FIGURE 5.

Derepression of the INO1 gene in the wild type and quadruple mutant under various growth conditions. Cells were grown in I⁺C⁻ medium at 30 or 37 °C and in I⁺C⁺ medium at 37 °C until mid-logarithmic growth as described under “Experimental Procedures.” Cells were harvested by filtration, washed, and resuspended into prewarmed medium identical to the original culture medium containing inositol. A second aliquot of each culture was shifted to prewarmed medium identical to the original culture medium except that it did not contain inositol. The samples were harvested at 1.5, 3, 4.5, and 6 h after the shift, and total RNA was isolated and analyzed by RT-PCR as described under “Experimental Procedures.” R refers to the INO1 expression under repressing conditions defined as the level of INO1mRNA in each strain at the stated temperature and choline supplementation condition and shifted to fresh medium containing inositol and maintaining temperature and choline supplementation.
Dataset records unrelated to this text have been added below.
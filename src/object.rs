//! The runtime object model: the closed set of values the evaluator
//! produces, plus canonical singletons for `true`, `false`, and `null`.

use std::fmt;
use std::rc::Rc;

use crate::ast::{BlockStatement, Identifier};
use crate::environment::Environment;

/// The public type tag, whose string form appears verbatim in runtime error messages.
#[derive(Debug, Clone, Copy, PartialEq, Eq)]
pub enum ObjectType {
    Integer,
    Boolean,
    Null,
    String,
    ReturnValue,
    Error,
    Function,
    Builtin,
}

impl fmt::Display for ObjectType {
    fn fmt(&self, f: &mut fmt::Formatter<'_>) -> fmt::Result {
        let s = match self {
            ObjectType::Integer => "INTEGER",
            ObjectType::Boolean => "BOOLEAN",
            ObjectType::Null => "NULL",
            ObjectType::String => "STRING",
            ObjectType::ReturnValue => "RETURN",
            ObjectType::Error => "ERROR",
            ObjectType::Function => "FUNCTION",
            ObjectType::Builtin => "BUILTIN",
        };
        write!(f, "{s}")
    }
}

pub type BuiltinFn = fn(&[Rc<Object>]) -> Rc<Object>;

#[derive(Clone)]
pub struct Function {
    pub params: Vec<Identifier>,
    pub body: Rc<BlockStatement>,
    pub env: Rc<std::cell::RefCell<Environment>>,
}

impl PartialEq for Function {
    fn eq(&self, other: &Self) -> bool {
        Rc::ptr_eq(&self.body, &other.body) && Rc::ptr_eq(&self.env, &other.env)
    }
}

impl fmt::Debug for Function {
    fn fmt(&self, f: &mut fmt::Formatter<'_>) -> fmt::Result {
        f.debug_struct("Function").field("params", &self.params).finish()
    }
}

/// A runtime value. `Boolean` and `Null` are never constructed directly by
/// the evaluator outside of [`native_bool`] and [`null`] — see §3.3.
#[derive(Debug, Clone, PartialEq)]
pub enum Object {
    Integer(i64),
    Boolean(bool),
    Null,
    String(String),
    ReturnValue(Rc<Object>),
    Error(String),
    Function(Function),
    Builtin(BuiltinFn),
}

impl Object {
    pub fn object_type(&self) -> ObjectType {
        match self {
            Object::Integer(_) => ObjectType::Integer,
            Object::Boolean(_) => ObjectType::Boolean,
            Object::Null => ObjectType::Null,
            Object::String(_) => ObjectType::String,
            Object::ReturnValue(_) => ObjectType::ReturnValue,
            Object::Error(_) => ObjectType::Error,
            Object::Function(_) => ObjectType::Function,
            Object::Builtin(_) => ObjectType::Builtin,
        }
    }

    pub fn inspect(&self) -> String {
        match self {
            Object::Integer(value) => value.to_string(),
            Object::Boolean(value) => value.to_string(),
            Object::Null => "null".to_string(),
            Object::String(value) => value.clone(),
            Object::ReturnValue(inner) => inner.inspect(),
            Object::Error(message) => format!("Error: {message}"),
            Object::Function(func) => {
                let params: Vec<String> = func.params.iter().map(|p| p.name.clone()).collect();
                format!("fn({}) {{\n{}\n}}", params.join(", "), func.body)
            }
            Object::Builtin(_) => "builtin function".to_string(),
        }
    }

    pub fn is_error(&self) -> bool {
        matches!(self, Object::Error(_))
    }

    /// Truthiness per §4.3.3: only `null` and `false` are falsy.
    pub fn is_truthy(&self) -> bool {
        !matches!(self, Object::Null | Object::Boolean(false))
    }
}

impl fmt::Display for Function {
    fn fmt(&self, f: &mut fmt::Formatter<'_>) -> fmt::Result {
        let params: Vec<String> = self.params.iter().map(|p| p.name.clone()).collect();
        write!(f, "fn({}) {{\n{}\n}}", params.join(", "), self.body)
    }
}

// `Rc` is neither `Send` nor `Sync`, so the canonical singletons live in
// thread-local storage rather than behind `once_cell::sync::Lazy` (which
// backs the process-wide tables in `token.rs`/`builtins.rs` that only hold
// `Sync` payloads). The interpreter is single-threaded throughout (§5), so
// a thread-local is exactly as global as it needs to be.
thread_local! {
    static TRUE: Rc<Object> = Rc::new(Object::Boolean(true));
    static FALSE: Rc<Object> = Rc::new(Object::Boolean(false));
    static NULL_SINGLETON: Rc<Object> = Rc::new(Object::Null);
}

/// Map a native bool to its canonical singleton.
pub fn native_bool(value: bool) -> Rc<Object> {
    if value {
        TRUE.with(Rc::clone)
    } else {
        FALSE.with(Rc::clone)
    }
}

/// The canonical `null` instance; every evaluation that produces null returns this.
pub fn null() -> Rc<Object> {
    NULL_SINGLETON.with(Rc::clone)
}

#[cfg(test)]
mod tests {
    use super::*;

    #[test]
    fn inspect_formats() {
        assert_eq!(Object::Integer(5).inspect(), "5");
        assert_eq!(Object::Boolean(true).inspect(), "true");
        assert_eq!(Object::Null.inspect(), "null");
        assert_eq!(Object::String("hi".into()).inspect(), "hi");
        assert_eq!(Object::Error("boom".into()).inspect(), "Error: boom");
    }

    #[test]
    fn truthiness() {
        assert!(!Object::Null.is_truthy());
        assert!(!Object::Boolean(false).is_truthy());
        assert!(Object::Boolean(true).is_truthy());
        assert!(Object::Integer(0).is_truthy());
    }

    #[test]
    fn canonical_singletons_share_identity() {
        assert!(Rc::ptr_eq(&native_bool(true), &native_bool(true)));
        assert!(Rc::ptr_eq(&native_bool(false), &native_bool(false)));
        assert!(Rc::ptr_eq(&null(), &null()));
        assert!(!Rc::ptr_eq(&native_bool(true), &native_bool(false)));
    }
}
All other values in each of the three panels represent the increase in INO1mRNA over the time course of growth relative to the wild type repressed level after the shift to medium lacking inositol but maintaining temperature and choline supplementation level. Data are the averages from three independent experiments. Solid bars represent wild type cells, and open bars indicate the dga1Δlro1Δare1Δare2Δ strain.